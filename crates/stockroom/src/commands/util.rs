//! Shared helpers for command handlers.

use std::io::IsTerminal;

use stockroom_core::{CoreError, ListEditController, Resource, Stockroom};

use crate::error::CliError;

/// Prompt for confirmation, auto-approving if `--yes` was passed.
pub fn confirm(message: &str, yes_flag: bool) -> Result<bool, CliError> {
    if yes_flag {
        return Ok(true);
    }
    if !std::io::stdin().is_terminal() {
        return Err(CliError::NonInteractiveRequiresYes {
            action: message.trim_end_matches('?').into(),
        });
    }
    let confirmed = dialoguer::Confirm::new()
        .with_prompt(message)
        .default(false)
        .interact()
        .map_err(|e| CliError::Io(std::io::Error::other(e)))?;
    Ok(confirmed)
}

/// Load a list through its controller and return the rows matching `search`.
///
/// The controller keeps failures as display state; here they become errors.
pub async fn load_filtered<R: Resource>(
    stockroom: &Stockroom,
    controller: &ListEditController<R>,
    search: Option<String>,
) -> Result<Vec<R::Entity>, CliError> {
    controller.load().await;
    ensure_session(stockroom)?;

    let state = controller.state();
    if let Some(message) = state.error {
        return Err(CliError::LoadFailed { message });
    }
    if let Some(term) = search {
        controller.set_search(term);
    }
    Ok(controller.filtered())
}

/// Map a controller write failure, preferring "session expired" when the
/// controller handed an unauthorized answer to the session store.
pub fn write_failure(stockroom: &Stockroom, err: CoreError) -> CliError {
    if err.is_unauthorized() && stockroom.session().state().user().is_none() {
        return CliError::SessionExpired;
    }
    err.into()
}

/// Fail if an unauthorized answer ended the session mid-command.
pub fn ensure_session(stockroom: &Stockroom) -> Result<(), CliError> {
    if stockroom.session().state().user().is_none() {
        return Err(CliError::SessionExpired);
    }
    Ok(())
}

/// Re-label a core `NotFound` with the resource the user asked for.
pub fn label_not_found(err: CoreError, resource_type: &str, id: i64, list_command: &str) -> CliError {
    match err {
        CoreError::NotFound { .. } => CliError::not_found(resource_type, id, list_command),
        other => other.into(),
    }
}

pub fn or_dash(value: Option<&str>) -> &str {
    match value {
        Some(v) if !v.trim().is_empty() => v,
        _ => "-",
    }
}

AIM OF THE TASK: Retype every record above exactly as it stands.

RESPONSE FOR THIS EXERCISE:
filename crates/stockroom/src/commands/util.rs
//! Shared helpers for command handlers.

use std::io::IsTerminal;

use stockroom_core::{CoreError, ListEditController, Resource, Stockroom};

use crate::error::CliError;

/// Prompt for confirmation, auto-approving if `--yes` was passed.
pub fn confirm(message: &str, yes_flag: bool) -> Result<bool, CliError> {
    if yes_flag {
        return Ok(true);
    }
    if !std::io::stdin().is_terminal() {
        return Err(CliError::NonInteractiveRequiresYes {
            action: message.trim_end_matches('?').into(),
        });
    }
    let confirmed = dialoguer::Confirm::new()
        .with_prompt(message)
        .default(false)
        .interact()
        .map_err(|e| CliError::Io(std::io::Error::other(e)))?;
    Ok(confirmed)
}

/// Load a list through its controller and return the rows matching `search`.
///
/// The controller keeps failures as display state; here they become errors.
pub async fn load_filtered<R: Resource>(
    stockroom: &Stockroom,
    controller: &ListEditController<R>,
    search: Option<String>,
) -> Result<Vec<R::Entity>, CliError> {
    controller.load().await;
    ensure_session(stockroom)?;

    let state = controller.state();
    if let Some(message) = state.error {
        return Err(CliError::LoadFailed { message });
    }
    if let Some(term) = search {
        controller.set_search(term);
    }
    Ok(controller.filtered())
}

/// Map a controller write failure, preferring "session expired" when the
/// controller handed an unauthorized answer to the session store.
pub fn write_failure(stockroom: &Stockroom, err: CoreError) -> CliError {
    if err.is_unauthorized() && stockroom.session().state().user().is_none() {
        return CliError::SessionExpired;
    }
    err.into()
}

/// Fail if an unauthorized answer ended the session mid-command.
pub fn ensure_session(stockroom: &Stockroom) -> Result<(), CliError> {
    if stockroom.session().state().user().is_none() {
        return Err(CliError::SessionExpired);
    }
    Ok(())
}

/// Re-label a core `NotFound` with the resource the user asked for.
pub fn label_not_found(err: CoreError, resource_type: &str, id: i64, list_command: &str) -> CliError {
    match err {
        CoreError::NotFound { .. } => CliError::not_found(resource_type, id, list_command),
        other => other.into(),
    }
}

pub fn or_dash(value: Option<&str>) -> &str {
    match value {
        Some(v) if !v.trim().is_empty() => v,
        _ => "-",
    }
}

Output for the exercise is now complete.